Advirtieron que decisiones erráticas del Gobierno y fallas en el cálculo de la UPC han profundizado la crisis financiera del sistema, aumentando barreras de acceso, desabastecimiento y riesgos para los usuarios.
Ungrupo de 19 exministros y exviceministros de Salud de Colombia hizo pública una fuerte advertencia sobre el estado del sistema de salud, al señalar que el año 2026 inicia con una desfinanciación más profunda, decisiones administrativas sin sustento técnico y un deterioro acelerado en la atención a pacientes y usuarios.
El pronunciamiento, contenido en un comunicado de cuatro páginas titulado “Sistema de salud inicia 2026 más desfinanciado, con decisiones erráticas que agravan los riesgos para pacientes y usuarios”, expone una crisis estructural del modelo de aseguramiento, marcada por la insuficiencia de recursos, el incumplimiento de órdenes judiciales y el aumento de la incertidumbre para millones de afiliados.
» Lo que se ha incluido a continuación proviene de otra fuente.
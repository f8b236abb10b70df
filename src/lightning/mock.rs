use crate::error::{Error, Result};
use crate::lightning::{lnrpc, CloseStream, LightningClient, MAX_FORWARDING_EVENTS};
use async_trait::async_trait;
use std::collections::HashMap;
use std::sync::Mutex;

/// A recorded policy update call.
#[derive(Debug, Clone, PartialEq)]
pub struct PolicyUpdateCall {
    pub channel_point: String,
    pub base_fee_msat: u64,
    pub fee_rate_ppm: u64,
    pub max_htlc_msat: u64,
    pub time_lock_delta: u64,
}

/// Mock Lightning client that returns preset responses and records
/// mutating calls.
pub struct ClientMock {
    pub info: lnrpc::GetInfoResponse,
    pub wallet: lnrpc::WalletBalanceResponse,
    pub channels: Vec<lnrpc::Channel>,
    pub peers: Vec<lnrpc::Peer>,
    pub closed: Vec<lnrpc::ChannelCloseSummary>,
    pub sat_per_vb: u64,
    pub graph: lnrpc::ChannelGraph,
    pub chan_infos: HashMap<u64, lnrpc::ChannelEdge>,
    pub forwards: Vec<lnrpc::ForwardingEvent>,
    /// Peers for which connect attempts fail.
    pub unreachable_peers: Vec<String>,
    /// Raw txid returned by batch opens and close streams.
    pub txid: Vec<u8>,
    /// When set, policy updates are rejected with this error.
    pub policy_update_error: Option<String>,
    // Call recorders
    pub connect_peer_calls: Mutex<Vec<String>>,
    pub batch_open_calls: Mutex<Vec<lnrpc::BatchOpenChannelRequest>>,
    pub close_channel_calls: Mutex<Vec<lnrpc::CloseChannelRequest>>,
    pub policy_update_calls: Mutex<Vec<PolicyUpdateCall>>,
}

impl Default for ClientMock {
    fn default() -> Self {
        ClientMock {
            info: lnrpc::GetInfoResponse {
                identity_pubkey: "self".to_string(),
                synced_to_graph: true,
                block_height: 800_000,
                ..Default::default()
            },
            wallet: lnrpc::WalletBalanceResponse::default(),
            channels: Vec::new(),
            peers: Vec::new(),
            closed: Vec::new(),
            sat_per_vb: 2,
            graph: lnrpc::ChannelGraph::default(),
            chan_infos: HashMap::new(),
            forwards: Vec::new(),
            unreachable_peers: Vec::new(),
            txid: vec![0xab; 32],
            policy_update_error: None,
            connect_peer_calls: Mutex::new(Vec::new()),
            batch_open_calls: Mutex::new(Vec::new()),
            close_channel_calls: Mutex::new(Vec::new()),
            policy_update_calls: Mutex::new(Vec::new()),
        }
    }
}

impl ClientMock {
    pub fn new() -> Self {
        ClientMock::default()
    }
}

#[async_trait]
impl LightningClient for ClientMock {
    async fn get_info(&self) -> Result<lnrpc::GetInfoResponse> {
        Ok(self.info.clone())
    }

    async fn wallet_balance(&self, _min_conf: i32) -> Result<lnrpc::WalletBalanceResponse> {
        Ok(self.wallet.clone())
    }

    async fn list_channels(&self) -> Result<Vec<lnrpc::Channel>> {
        Ok(self.channels.clone())
    }

    async fn list_peers(&self) -> Result<Vec<lnrpc::Peer>> {
        Ok(self.peers.clone())
    }

    async fn closed_channels(&self) -> Result<Vec<lnrpc::ChannelCloseSummary>> {
        Ok(self.closed.clone())
    }

    async fn estimate_tx_fee(&self, _target_conf: i32) -> Result<u64> {
        Ok(self.sat_per_vb)
    }

    async fn describe_graph(&self) -> Result<lnrpc::ChannelGraph> {
        Ok(self.graph.clone())
    }

    async fn get_chan_info(&self, channel_id: u64) -> Result<lnrpc::ChannelEdge> {
        self.chan_infos
            .get(&channel_id)
            .cloned()
            .ok_or(Error::RpcCallFailed {
                call: "GetChanInfo",
                status: format!("unknown channel {channel_id}"),
            })
    }

    async fn list_forwards(
        &self,
        _start_time: u64,
        _end_time: u64,
        index_offset: u32,
    ) -> Result<lnrpc::ForwardingHistoryResponse> {
        let start = index_offset as usize;
        let end = (start + MAX_FORWARDING_EVENTS as usize).min(self.forwards.len());
        let events = self.forwards.get(start..end).unwrap_or_default().to_vec();

        Ok(lnrpc::ForwardingHistoryResponse {
            last_offset_index: end as u32,
            forwarding_events: events,
        })
    }

    async fn connect_peer(&self, public_key: &str, _addresses: &[String]) -> Result<()> {
        if self.unreachable_peers.iter().any(|p| p == public_key) {
            return Err(Error::PeerUnreachable(public_key.to_string()));
        }

        self.connect_peer_calls
            .lock()
            .unwrap()
            .push(public_key.to_string());
        Ok(())
    }

    async fn batch_open_channel(&self, request: lnrpc::BatchOpenChannelRequest) -> Result<String> {
        self.batch_open_calls.lock().unwrap().push(request);
        Ok(super::txid_to_string(&self.txid))
    }

    async fn close_channel(
        &self,
        request: lnrpc::CloseChannelRequest,
    ) -> Result<Box<dyn CloseStream>> {
        self.close_channel_calls.lock().unwrap().push(request);
        Ok(Box::new(CloseStreamMock {
            update: Some(lnrpc::CloseStatusUpdate {
                update: Some(lnrpc::close_status_update::Update::ClosePending(
                    lnrpc::PendingUpdate {
                        txid: self.txid.clone(),
                        output_index: 0,
                    },
                )),
            }),
        }))
    }

    async fn update_channel_policy(
        &self,
        channel_point: &str,
        base_fee_msat: u64,
        fee_rate_ppm: u64,
        max_htlc_msat: u64,
        time_lock_delta: u64,
    ) -> Result<()> {
        if let Some(error) = &self.policy_update_error {
            return Err(Error::PolicyUpdateRejected(error.clone()));
        }

        self.policy_update_calls
            .lock()
            .unwrap()
            .push(PolicyUpdateCall {
                channel_point: channel_point.to_string(),
                base_fee_msat,
                fee_rate_ppm,
                max_htlc_msat,
                time_lock_delta,
            });
        Ok(())
    }
}

struct CloseStreamMock {
    update: Option<lnrpc::CloseStatusUpdate>,
}

#[async_trait]
impl CloseStream for CloseStreamMock {
    async fn recv(&mut self) -> Result<Option<lnrpc::CloseStatusUpdate>> {
        Ok(self.update.take())
    }
}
Según los firmantes, el presupuesto asignado para 2026 resulta claramente insuficiente, debido a fallas en el cálculo de la Unidad de Pago por Capitación (UPC), el valor que el Estado reconoce por cada afiliado. Aseguran que el uso de información incompleta, la evasión de la metodología actuarial vigente y la falta de ajustes oportunos han generado un déficit acumulado que asfixia financieramente a EPS e IPS, afectando directamente la prestación de servicios.
El documento también cuestiona las decisiones administrativas adoptadas por el Ministerio de Salud, las cuales —afirman— han concentrado la deuda y el riesgo financiero, sin corregir las causas estructurales de la crisis. Como consecuencia, se han incrementado las barreras de acceso a citas, cirugías y tratamientos, persisten problemas de desabastecimiento de medicamentos y se ha generado una creciente inseguridad jurídica que dificulta la planeación de los prestadores.
Los exfuncionarios advierten que el impacto más grave recae sobre los usuarios y pacientes, evidenciado en el aumento histórico de quejas, peticiones y acciones de tutela a comienzos de 2026. Señalan que esta situación se traduce en mayor sufrimiento, angustia y, en los casos más críticos, en pérdida de vidas por falta de atención oportuna.
El comunicado recuerda que la Corte Constitucional, mediante autos proferidos en 2024 y 2025, ha reiterado que el sistema enfrenta un problema estructural de desfinanciación directamente relacionado con la UPC y ha advertido el incumplimiento reiterado de órdenes judiciales orientadas a garantizar la suficiencia financiera y la protección efectiva del derecho fundamental a la salud.
A estas alertas se suman los pronunciamientos de la Procuraduría General de la Nación, la Defensoría del Pueblo y la Contraloría General de la República, que han coincidido en señalar la fragilidad financiera del sistema, el deterioro del acceso a los servicios y la ineficacia de las intervenciones administrativas adelantadas, las cuales no han corregido las causas de fondo y han debilitado la capacidad operativa de EPS e IPS.
El documento también advierte que decisiones fiscales recientes, como el aumento del salario mínimo para 2026 sin una incorporación técnica en la UPC, generarán un sobrecosto cercano a los 4,5 billones de pesos, profundizando la insuficiencia financiera tanto del régimen contributivo como del subsidiado.
Los exministros y exviceministros hicieron un llamado urgente al Gobierno Nacional para reajustar de manera inmediata el financiamiento del sistema, cesar lo que califican como una “estrategia de agotamiento” contra los actores del sector y priorizar la atención del paciente por encima de consideraciones ideológicas.